→ Your instructions:
Reproduce all entries precisely as they are written.

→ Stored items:
▬▬▬▬▬▬

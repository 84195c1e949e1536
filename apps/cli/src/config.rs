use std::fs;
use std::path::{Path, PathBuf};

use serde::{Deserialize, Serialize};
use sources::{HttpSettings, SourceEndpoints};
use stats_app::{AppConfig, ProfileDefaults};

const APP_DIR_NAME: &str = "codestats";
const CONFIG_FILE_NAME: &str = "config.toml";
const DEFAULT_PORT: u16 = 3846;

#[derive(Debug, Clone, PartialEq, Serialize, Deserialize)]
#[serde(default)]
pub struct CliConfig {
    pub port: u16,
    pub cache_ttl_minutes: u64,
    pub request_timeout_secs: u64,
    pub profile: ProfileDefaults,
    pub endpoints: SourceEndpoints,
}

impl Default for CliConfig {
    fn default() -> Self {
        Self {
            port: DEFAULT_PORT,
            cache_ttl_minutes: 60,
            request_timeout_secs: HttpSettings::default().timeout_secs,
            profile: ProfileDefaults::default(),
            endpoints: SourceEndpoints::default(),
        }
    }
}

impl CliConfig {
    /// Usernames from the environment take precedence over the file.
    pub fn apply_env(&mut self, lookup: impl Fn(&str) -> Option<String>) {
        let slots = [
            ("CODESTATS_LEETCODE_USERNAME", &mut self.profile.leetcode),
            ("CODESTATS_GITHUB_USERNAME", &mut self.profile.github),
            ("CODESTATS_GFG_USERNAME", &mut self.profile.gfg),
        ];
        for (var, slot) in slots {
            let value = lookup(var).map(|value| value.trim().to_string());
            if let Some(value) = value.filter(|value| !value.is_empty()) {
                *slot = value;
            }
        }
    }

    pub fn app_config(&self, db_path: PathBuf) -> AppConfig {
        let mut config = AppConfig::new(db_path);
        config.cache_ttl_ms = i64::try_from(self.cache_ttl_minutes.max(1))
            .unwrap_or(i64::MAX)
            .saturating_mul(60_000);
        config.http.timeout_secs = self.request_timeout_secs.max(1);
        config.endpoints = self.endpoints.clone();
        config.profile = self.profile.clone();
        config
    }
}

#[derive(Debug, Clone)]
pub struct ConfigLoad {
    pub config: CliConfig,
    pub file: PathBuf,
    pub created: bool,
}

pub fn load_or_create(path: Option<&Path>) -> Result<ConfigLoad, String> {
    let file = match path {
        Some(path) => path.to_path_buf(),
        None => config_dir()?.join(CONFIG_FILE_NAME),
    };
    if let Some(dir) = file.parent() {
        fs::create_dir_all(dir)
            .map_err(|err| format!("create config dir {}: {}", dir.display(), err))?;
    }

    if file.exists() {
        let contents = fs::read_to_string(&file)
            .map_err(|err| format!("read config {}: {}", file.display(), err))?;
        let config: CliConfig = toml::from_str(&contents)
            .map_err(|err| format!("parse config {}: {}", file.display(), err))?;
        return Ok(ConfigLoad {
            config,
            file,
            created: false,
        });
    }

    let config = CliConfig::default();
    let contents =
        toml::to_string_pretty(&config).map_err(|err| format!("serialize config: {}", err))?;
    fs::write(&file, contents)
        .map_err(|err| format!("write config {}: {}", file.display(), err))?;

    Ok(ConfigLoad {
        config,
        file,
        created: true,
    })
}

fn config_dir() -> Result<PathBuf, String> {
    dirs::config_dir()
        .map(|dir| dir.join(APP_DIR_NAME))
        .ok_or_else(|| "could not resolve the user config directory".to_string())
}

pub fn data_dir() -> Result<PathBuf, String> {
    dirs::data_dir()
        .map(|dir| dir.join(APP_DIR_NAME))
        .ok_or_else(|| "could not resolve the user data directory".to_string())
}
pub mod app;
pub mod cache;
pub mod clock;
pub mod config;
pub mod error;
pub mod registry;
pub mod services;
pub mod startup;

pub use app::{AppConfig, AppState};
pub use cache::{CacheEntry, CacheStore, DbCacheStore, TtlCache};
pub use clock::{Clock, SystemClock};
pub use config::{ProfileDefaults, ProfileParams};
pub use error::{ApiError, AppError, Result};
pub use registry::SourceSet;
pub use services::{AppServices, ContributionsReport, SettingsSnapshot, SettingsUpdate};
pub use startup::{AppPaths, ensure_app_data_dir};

▬▬▬▬▬▬

→ Result for this exercise:
repository 84195c1e949e1536
filename apps/cli/src/config.rs
use std::fs;
use std::path::{Path, PathBuf};

use serde::{Deserialize, Serialize};
use sources::{HttpSettings, SourceEndpoints};
use stats_app::{AppConfig, ProfileDefaults};

const APP_DIR_NAME: &str = "codestats";
const CONFIG_FILE_NAME: &str = "config.toml";
const DEFAULT_PORT: u16 = 3846;

#[derive(Debug, Clone, PartialEq, Serialize, Deserialize)]
#[serde(default)]
pub struct CliConfig {
    pub port: u16,
    pub cache_ttl_minutes: u64,
    pub request_timeout_secs: u64,
    pub profile: ProfileDefaults,
    pub endpoints: SourceEndpoints,
}

impl Default for CliConfig {
    fn default() -> Self {
        Self {
            port: DEFAULT_PORT,
            cache_ttl_minutes: 60,
            request_timeout_secs: HttpSettings::default().timeout_secs,
            profile: ProfileDefaults::default(),
            endpoints: SourceEndpoints::default(),
        }
    }
}

impl CliConfig {
    /// Usernames from the environment take precedence over the file.
    pub fn apply_env(&mut self, lookup: impl Fn(&str) -> Option<String>) {
        let slots = [
            ("CODESTATS_LEETCODE_USERNAME", &mut self.profile.leetcode),
            ("CODESTATS_GITHUB_USERNAME", &mut self.profile.github),
            ("CODESTATS_GFG_USERNAME", &mut self.profile.gfg),
        ];
        for (var, slot) in slots {
            let value = lookup(var).map(|value| value.trim().to_string());
            if let Some(value) = value.filter(|value| !value.is_empty()) {
                *slot = value;
            }
        }
    }

    pub fn app_config(&self, db_path: PathBuf) -> AppConfig {
        let mut config = AppConfig::new(db_path);
        config.cache_ttl_ms = i64::try_from(self.cache_ttl_minutes.max(1))
            .unwrap_or(i64::MAX)
            .saturating_mul(60_000);
        config.http.timeout_secs = self.request_timeout_secs.max(1);
        config.endpoints = self.endpoints.clone();
        config.profile = self.profile.clone();
        config
    }
}

#[derive(Debug, Clone)]
pub struct ConfigLoad {
    pub config: CliConfig,
    pub file: PathBuf,
    pub created: bool,
}

pub fn load_or_create(path: Option<&Path>) -> Result<ConfigLoad, String> {
    let file = match path {
        Some(path) => path.to_path_buf(),
        None => config_dir()?.join(CONFIG_FILE_NAME),
    };
    if let Some(dir) = file.parent() {
        fs::create_dir_all(dir)
            .map_err(|err| format!("create config dir {}: {}", dir.display(), err))?;
    }

    if file.exists() {
        let contents = fs::read_to_string(&file)
            .map_err(|err| format!("read config {}: {}", file.display(), err))?;
        let config: CliConfig = toml::from_str(&contents)
            .map_err(|err| format!("parse config {}: {}", file.display(), err))?;
        return Ok(ConfigLoad {
            config,
            file,
            created: false,
        });
    }

    let config = CliConfig::default();
    let contents =
        toml::to_string_pretty(&config).map_err(|err| format!("serialize config: {}", err))?;
    fs::write(&file, contents)
        .map_err(|err| format!("write config {}: {}", file.display(), err))?;

    Ok(ConfigLoad {
        config,
        file,
        created: true,
    })
}

fn config_dir() -> Result<PathBuf, String> {
    dirs::config_dir()
        .map(|dir| dir.join(APP_DIR_NAME))
        .ok_or_else(|| "could not resolve the user config directory".to_string())
}

pub fn data_dir() -> Result<PathBuf, String> {
    dirs::data_dir()
        .map(|dir| dir.join(APP_DIR_NAME))
        .ok_or_else(|| "could not resolve the user data directory".to_string())
}
pub mod app;
pub mod cache;
pub mod clock;
pub mod config;
pub mod error;
pub mod registry;
pub mod services;
pub mod startup;

pub use app::{AppConfig, AppState};
pub use cache::{CacheEntry, CacheStore, DbCacheStore, TtlCache};
pub use clock::{Clock, SystemClock};
pub use config::{ProfileDefaults, ProfileParams};
pub use error::{ApiError, AppError, Result};
pub use registry::SourceSet;
pub use services::{AppServices, ContributionsReport, SettingsSnapshot, SettingsUpdate};
pub use startup::{AppPaths, ensure_app_data_dir};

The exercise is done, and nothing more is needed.